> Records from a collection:

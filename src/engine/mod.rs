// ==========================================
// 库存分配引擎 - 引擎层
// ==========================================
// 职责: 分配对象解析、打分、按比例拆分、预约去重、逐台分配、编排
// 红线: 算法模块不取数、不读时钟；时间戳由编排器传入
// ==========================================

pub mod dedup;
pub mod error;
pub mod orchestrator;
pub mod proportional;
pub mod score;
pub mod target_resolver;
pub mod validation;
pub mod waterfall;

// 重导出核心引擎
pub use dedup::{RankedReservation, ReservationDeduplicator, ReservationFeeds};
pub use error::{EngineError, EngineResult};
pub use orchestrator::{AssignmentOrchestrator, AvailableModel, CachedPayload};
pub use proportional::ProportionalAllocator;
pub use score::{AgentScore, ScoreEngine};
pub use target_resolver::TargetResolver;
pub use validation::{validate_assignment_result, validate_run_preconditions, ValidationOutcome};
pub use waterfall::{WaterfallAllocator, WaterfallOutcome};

> WHAT IS REQUIRED: Every entry must appear in the answer, reproduced exactly.

> FINISHED TASK:
filename src/engine/mod.rs
// ==========================================
// 库存分配引擎 - 引擎层
// ==========================================
// 职责: 分配对象解析、打分、按比例拆分、预约去重、逐台分配、编排
// 红线: 算法模块不取数、不读时钟；时间戳由编排器传入
// ==========================================

pub mod dedup;
pub mod error;
pub mod orchestrator;
pub mod proportional;
pub mod score;
pub mod target_resolver;
pub mod validation;
pub mod waterfall;

// 重导出核心引擎
pub use dedup::{RankedReservation, ReservationDeduplicator, ReservationFeeds};
pub use error::{EngineError, EngineResult};
pub use orchestrator::{AssignmentOrchestrator, AvailableModel, CachedPayload};
pub use proportional::ProportionalAllocator;
pub use score::{AgentScore, ScoreEngine};
pub use target_resolver::TargetResolver;
pub use validation::{validate_assignment_result, validate_run_preconditions, ValidationOutcome};
pub use waterfall::{WaterfallAllocator, WaterfallOutcome};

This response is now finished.